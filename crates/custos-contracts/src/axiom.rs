//! Axioms: the immutable constraint layer.
//!
//! An axiom is a versioned, priority-ordered rule evaluated against every
//! intent whose scope it matches. Axioms are never mutated in place — a
//! "change" is a new version appended alongside the old one, with both
//! retained for audit. Authoring happens through an out-of-band human
//! process; the core only reads them.

use chrono::{DateTime, Utc};
use serde::{Deserialize, Serialize};
use serde_json::Value;

use crate::intent::Intent;
use crate::scope::ScopePattern;
use crate::validation::ValidationContext;

/// Stable identifier for an axiom family. All versions of one rule share it.
#[derive(Debug, Clone, PartialEq, Eq, PartialOrd, Ord, Hash, Serialize, Deserialize)]
#[serde(transparent)]
pub struct AxiomId(pub String);

impl AxiomId {
    pub fn new(id: impl Into<String>) -> Self {
        Self(id.into())
    }
}

/// What the axiom's condition means when it holds.
#[derive(Debug, Clone, Copy, PartialEq, Eq, Serialize, Deserialize)]
#[serde(rename_all = "kebab-case")]
pub enum AxiomKind {
    /// The condition describes a forbidden situation: condition true is a
    /// violation.
    Prohibition,
    /// The condition describes a required situation: condition false is a
    /// violation.
    Obligation,
    /// The condition describes an explicitly sanctioned situation. Recorded
    /// in the reasoning chain; never a violation.
    Permission,
}

/// How a violation of this axiom is treated.
#[derive(Debug, Clone, Copy, PartialEq, Eq, PartialOrd, Ord, Serialize, Deserialize)]
#[serde(rename_all = "kebab-case")]
pub enum Enforcement {
    /// A violation rejects the intent outright.
    Hard,
    /// A violation is recorded and surfaced, but does not reject on its own.
    Soft,
}

/// A single immutable axiom version.
///
/// Invariant: once persisted, `condition`, `scope`, and `enforcement` are
/// never mutated. The constraint store enforces this by only ever appending
/// new `(id, version)` pairs.
#[derive(Debug, Clone, PartialEq, Serialize, Deserialize)]
pub struct Axiom {
    pub id: AxiomId,
    pub version: u32,
    /// Larger value = evaluated earlier and outranks lower-priority axioms.
    pub priority: i64,
    pub kind: AxiomKind,
    /// The part of the governed state this axiom constrains.
    pub scope: ScopePattern,
    /// Side-effect-free predicate over (intent, context).
    pub condition: Condition,
    pub enforcement: Enforcement,
    pub created_at: DateTime<Utc>,
    pub created_by: String,
}

/// A declarative, side-effect-free predicate over an intent and its
/// evaluation context.
///
/// Conditions are data, not code: they load from the constraint TOML and
/// evaluate deterministically. Composite variants nest arbitrarily.
///
/// Example in TOML:
/// ```toml
/// condition = { check = "action-equals", value = "disable_safety" }
/// ```
#[derive(Debug, Clone, PartialEq, Serialize, Deserialize)]
#[serde(tag = "check", rename_all = "kebab-case")]
pub enum Condition {
    /// Always true. Useful for blanket prohibitions over a scope.
    Always,

    /// True when the intent's action equals `value` exactly.
    ActionEquals { value: String },

    /// True when the intent's action is any of `values`.
    ActionIn { values: Vec<String> },

    /// True when the intent's origin equals `value` exactly.
    OriginEquals { value: String },

    /// True when the payload parameter at the dot-path `key` equals `value`.
    /// A missing path evaluates to false.
    ParamEquals { key: String, value: Value },

    /// True when the named boolean context flag is set.
    ContextFlag { flag: String },

    /// True when the intent declares Write access to its scope.
    WritesState,

    /// Logical negation.
    Not { inner: Box<Condition> },

    /// True when every sub-condition is true. Empty list is true.
    AllOf { conditions: Vec<Condition> },

    /// True when any sub-condition is true. Empty list is false.
    AnyOf { conditions: Vec<Condition> },
}

impl Condition {
    /// Evaluate the predicate against an intent and its context.
    ///
    /// Pure: reads its arguments and nothing else, so identical inputs always
    /// produce the identical result.
    pub fn evaluate(&self, intent: &Intent, ctx: &ValidationContext) -> bool {
        match self {
            Condition::Always => true,
            Condition::ActionEquals { value } => intent.payload.action == *value,
            Condition::ActionIn { values } => values.contains(&intent.payload.action),
            Condition::OriginEquals { value } => intent.origin == *value,
            Condition::ParamEquals { key, value } => {
                resolve_path(&intent.payload.params, key) == Some(value)
            }
            Condition::ContextFlag { flag } => ctx.flags.get(flag).copied().unwrap_or(false),
            Condition::WritesState => intent.payload.mode == crate::intent::AccessMode::Write,
            Condition::Not { inner } => !inner.evaluate(intent, ctx),
            Condition::AllOf { conditions } => {
                conditions.iter().all(|c| c.evaluate(intent, ctx))
            }
            Condition::AnyOf { conditions } => {
                conditions.iter().any(|c| c.evaluate(intent, ctx))
            }
        }
    }
}

/// Resolve a dot-notation path (e.g. `"weights.alpha"`) against a JSON value.
/// Returns `None` when any segment is missing or the value is JSON `null`.
fn resolve_path<'v>(value: &'v Value, path: &str) -> Option<&'v Value> {
    let mut current = value;
    for segment in path.split('.') {
        match current.get(segment) {
            Some(v) if !v.is_null() => current = v,
            _ => return None,
        }
    }
    Some(current)
}

#[cfg(test)]
mod tests {
    use chrono::Utc;
    use serde_json::json;

    use crate::intent::{AccessMode, Intent, IntentId, IntentPayload};
    use crate::scope::ScopePattern;
    use crate::validation::ValidationContext;

    use super::Condition;

    fn make_intent(action: &str, params: serde_json::Value) -> Intent {
        Intent {
            id: IntentId::new("intent-1"),
            origin: "planner".to_string(),
            timestamp: Utc::now(),
            priority: 10,
            deadline: None,
            objective: None,
            payload: IntentPayload {
                action: action.to_string(),
                scope: ScopePattern::new("objectives/weights"),
                mode: AccessMode::Write,
                params,
            },
        }
    }

    fn ctx() -> ValidationContext {
        ValidationContext::at(Utc::now())
    }

    #[test]
    fn action_equals_matches_exactly() {
        let intent = make_intent("disable_safety", json!({}));
        let cond = Condition::ActionEquals { value: "disable_safety".to_string() };
        assert!(cond.evaluate(&intent, &ctx()));

        let other = make_intent("adjust_weights", json!({}));
        assert!(!cond.evaluate(&other, &ctx()));
    }

    #[test]
    fn param_equals_resolves_dot_paths() {
        let intent = make_intent("adjust", json!({ "weights": { "alpha": 0.5 } }));
        let hit = Condition::ParamEquals {
            key: "weights.alpha".to_string(),
            value: json!(0.5),
        };
        let miss = Condition::ParamEquals {
            key: "weights.beta".to_string(),
            value: json!(0.5),
        };
        assert!(hit.evaluate(&intent, &ctx()));
        assert!(!miss.evaluate(&intent, &ctx()));
    }

    #[test]
    fn composite_conditions_nest() {
        let intent = make_intent("deploy", json!({ "target": "prod" }));
        let cond = Condition::AllOf {
            conditions: vec![
                Condition::ActionIn {
                    values: vec!["deploy".to_string(), "launch".to_string()],
                },
                Condition::Not {
                    inner: Box::new(Condition::OriginEquals {
                        value: "trusted-planner".to_string(),
                    }),
                },
            ],
        };
        assert!(cond.evaluate(&intent, &ctx()));
    }

    #[test]
    fn context_flags_default_to_unset() {
        let intent = make_intent("observe", json!({}));
        let cond = Condition::ContextFlag { flag: "maintenance-window".to_string() };
        assert!(!cond.evaluate(&intent, &ctx()));

        let mut flagged = ctx();
        flagged.flags.insert("maintenance-window".to_string(), true);
        assert!(cond.evaluate(&intent, &flagged));
    }

    #[test]
    fn condition_round_trips_through_toml_form() {
        let cond = Condition::AnyOf {
            conditions: vec![
                Condition::ActionEquals { value: "halt".to_string() },
                Condition::WritesState,
            ],
        };
        let json = serde_json::to_string(&cond).unwrap();
        let decoded: Condition = serde_json::from_str(&json).unwrap();
        assert_eq!(cond, decoded);
    }
}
○ ○ ○ ○ ○ ○ ○
Print out the complete data above, character for character.

filename crates/custos-contracts/src/axiom.rs
//! Axioms: the immutable constraint layer.
//!
//! An axiom is a versioned, priority-ordered rule evaluated against every
//! intent whose scope it matches. Axioms are never mutated in place — a
//! "change" is a new version appended alongside the old one, with both
//! retained for audit. Authoring happens through an out-of-band human
//! process; the core only reads them.

use chrono::{DateTime, Utc};
use serde::{Deserialize, Serialize};
use serde_json::Value;

use crate::intent::Intent;
use crate::scope::ScopePattern;
use crate::validation::ValidationContext;

/// Stable identifier for an axiom family. All versions of one rule share it.
#[derive(Debug, Clone, PartialEq, Eq, PartialOrd, Ord, Hash, Serialize, Deserialize)]
#[serde(transparent)]
pub struct AxiomId(pub String);

impl AxiomId {
    pub fn new(id: impl Into<String>) -> Self {
        Self(id.into())
    }
}

/// What the axiom's condition means when it holds.
#[derive(Debug, Clone, Copy, PartialEq, Eq, Serialize, Deserialize)]
#[serde(rename_all = "kebab-case")]
pub enum AxiomKind {
    /// The condition describes a forbidden situation: condition true is a
    /// violation.
    Prohibition,
    /// The condition describes a required situation: condition false is a
    /// violation.
    Obligation,
    /// The condition describes an explicitly sanctioned situation. Recorded
    /// in the reasoning chain; never a violation.
    Permission,
}

/// How a violation of this axiom is treated.
#[derive(Debug, Clone, Copy, PartialEq, Eq, PartialOrd, Ord, Serialize, Deserialize)]
#[serde(rename_all = "kebab-case")]
pub enum Enforcement {
    /// A violation rejects the intent outright.
    Hard,
    /// A violation is recorded and surfaced, but does not reject on its own.
    Soft,
}

/// A single immutable axiom version.
///
/// Invariant: once persisted, `condition`, `scope`, and `enforcement` are
/// never mutated. The constraint store enforces this by only ever appending
/// new `(id, version)` pairs.
#[derive(Debug, Clone, PartialEq, Serialize, Deserialize)]
pub struct Axiom {
    pub id: AxiomId,
    pub version: u32,
    /// Larger value = evaluated earlier and outranks lower-priority axioms.
    pub priority: i64,
    pub kind: AxiomKind,
    /// The part of the governed state this axiom constrains.
    pub scope: ScopePattern,
    /// Side-effect-free predicate over (intent, context).
    pub condition: Condition,
    pub enforcement: Enforcement,
    pub created_at: DateTime<Utc>,
    pub created_by: String,
}

/// A declarative, side-effect-free predicate over an intent and its
/// evaluation context.
///
/// Conditions are data, not code: they load from the constraint TOML and
/// evaluate deterministically. Composite variants nest arbitrarily.
///
/// Example in TOML:
/// ```toml
/// condition = { check = "action-equals", value = "disable_safety" }
/// ```
#[derive(Debug, Clone, PartialEq, Serialize, Deserialize)]
#[serde(tag = "check", rename_all = "kebab-case")]
pub enum Condition {
    /// Always true. Useful for blanket prohibitions over a scope.
    Always,

    /// True when the intent's action equals `value` exactly.
    ActionEquals { value: String },

    /// True when the intent's action is any of `values`.
    ActionIn { values: Vec<String> },

    /// True when the intent's origin equals `value` exactly.
    OriginEquals { value: String },

    /// True when the payload parameter at the dot-path `key` equals `value`.
    /// A missing path evaluates to false.
    ParamEquals { key: String, value: Value },

    /// True when the named boolean context flag is set.
    ContextFlag { flag: String },

    /// True when the intent declares Write access to its scope.
    WritesState,

    /// Logical negation.
    Not { inner: Box<Condition> },

    /// True when every sub-condition is true. Empty list is true.
    AllOf { conditions: Vec<Condition> },

    /// True when any sub-condition is true. Empty list is false.
    AnyOf { conditions: Vec<Condition> },
}

impl Condition {
    /// Evaluate the predicate against an intent and its context.
    ///
    /// Pure: reads its arguments and nothing else, so identical inputs always
    /// produce the identical result.
    pub fn evaluate(&self, intent: &Intent, ctx: &ValidationContext) -> bool {
        match self {
            Condition::Always => true,
            Condition::ActionEquals { value } => intent.payload.action == *value,
            Condition::ActionIn { values } => values.contains(&intent.payload.action),
            Condition::OriginEquals { value } => intent.origin == *value,
            Condition::ParamEquals { key, value } => {
                resolve_path(&intent.payload.params, key) == Some(value)
            }
            Condition::ContextFlag { flag } => ctx.flags.get(flag).copied().unwrap_or(false),
            Condition::WritesState => intent.payload.mode == crate::intent::AccessMode::Write,
            Condition::Not { inner } => !inner.evaluate(intent, ctx),
            Condition::AllOf { conditions } => {
                conditions.iter().all(|c| c.evaluate(intent, ctx))
            }
            Condition::AnyOf { conditions } => {
                conditions.iter().any(|c| c.evaluate(intent, ctx))
            }
        }
    }
}

/// Resolve a dot-notation path (e.g. `"weights.alpha"`) against a JSON value.
/// Returns `None` when any segment is missing or the value is JSON `null`.
fn resolve_path<'v>(value: &'v Value, path: &str) -> Option<&'v Value> {
    let mut current = value;
    for segment in path.split('.') {
        match current.get(segment) {
            Some(v) if !v.is_null() => current = v,
            _ => return None,
        }
    }
    Some(current)
}

#[cfg(test)]
mod tests {
    use chrono::Utc;
    use serde_json::json;

    use crate::intent::{AccessMode, Intent, IntentId, IntentPayload};
    use crate::scope::ScopePattern;
    use crate::validation::ValidationContext;

    use super::Condition;

    fn make_intent(action: &str, params: serde_json::Value) -> Intent {
        Intent {
            id: IntentId::new("intent-1"),
            origin: "planner".to_string(),
            timestamp: Utc::now(),
            priority: 10,
            deadline: None,
            objective: None,
            payload: IntentPayload {
                action: action.to_string(),
                scope: ScopePattern::new("objectives/weights"),
                mode: AccessMode::Write,
                params,
            },
        }
    }

    fn ctx() -> ValidationContext {
        ValidationContext::at(Utc::now())
    }

    #[test]
    fn action_equals_matches_exactly() {
        let intent = make_intent("disable_safety", json!({}));
        let cond = Condition::ActionEquals { value: "disable_safety".to_string() };
        assert!(cond.evaluate(&intent, &ctx()));

        let other = make_intent("adjust_weights", json!({}));
        assert!(!cond.evaluate(&other, &ctx()));
    }

    #[test]
    fn param_equals_resolves_dot_paths() {
        let intent = make_intent("adjust", json!({ "weights": { "alpha": 0.5 } }));
        let hit = Condition::ParamEquals {
            key: "weights.alpha".to_string(),
            value: json!(0.5),
        };
        let miss = Condition::ParamEquals {
            key: "weights.beta".to_string(),
            value: json!(0.5),
        };
        assert!(hit.evaluate(&intent, &ctx()));
        assert!(!miss.evaluate(&intent, &ctx()));
    }

    #[test]
    fn composite_conditions_nest() {
        let intent = make_intent("deploy", json!({ "target": "prod" }));
        let cond = Condition::AllOf {
            conditions: vec![
                Condition::ActionIn {
                    values: vec!["deploy".to_string(), "launch".to_string()],
                },
                Condition::Not {
                    inner: Box::new(Condition::OriginEquals {
                        value: "trusted-planner".to_string(),
                    }),
                },
            ],
        };
        assert!(cond.evaluate(&intent, &ctx()));
    }

    #[test]
    fn context_flags_default_to_unset() {
        let intent = make_intent("observe", json!({}));
        let cond = Condition::ContextFlag { flag: "maintenance-window".to_string() };
        assert!(!cond.evaluate(&intent, &ctx()));

        let mut flagged = ctx();
        flagged.flags.insert("maintenance-window".to_string(), true);
        assert!(cond.evaluate(&intent, &flagged));
    }

    #[test]
    fn condition_round_trips_through_toml_form() {
        let cond = Condition::AnyOf {
            conditions: vec![
                Condition::ActionEquals { value: "halt".to_string() },
                Condition::WritesState,
            ],
        };
        let json = serde_json::to_string(&cond).unwrap();
        let decoded: Condition = serde_json::from_str(&json).unwrap();
        assert_eq!(cond, decoded);
    }
}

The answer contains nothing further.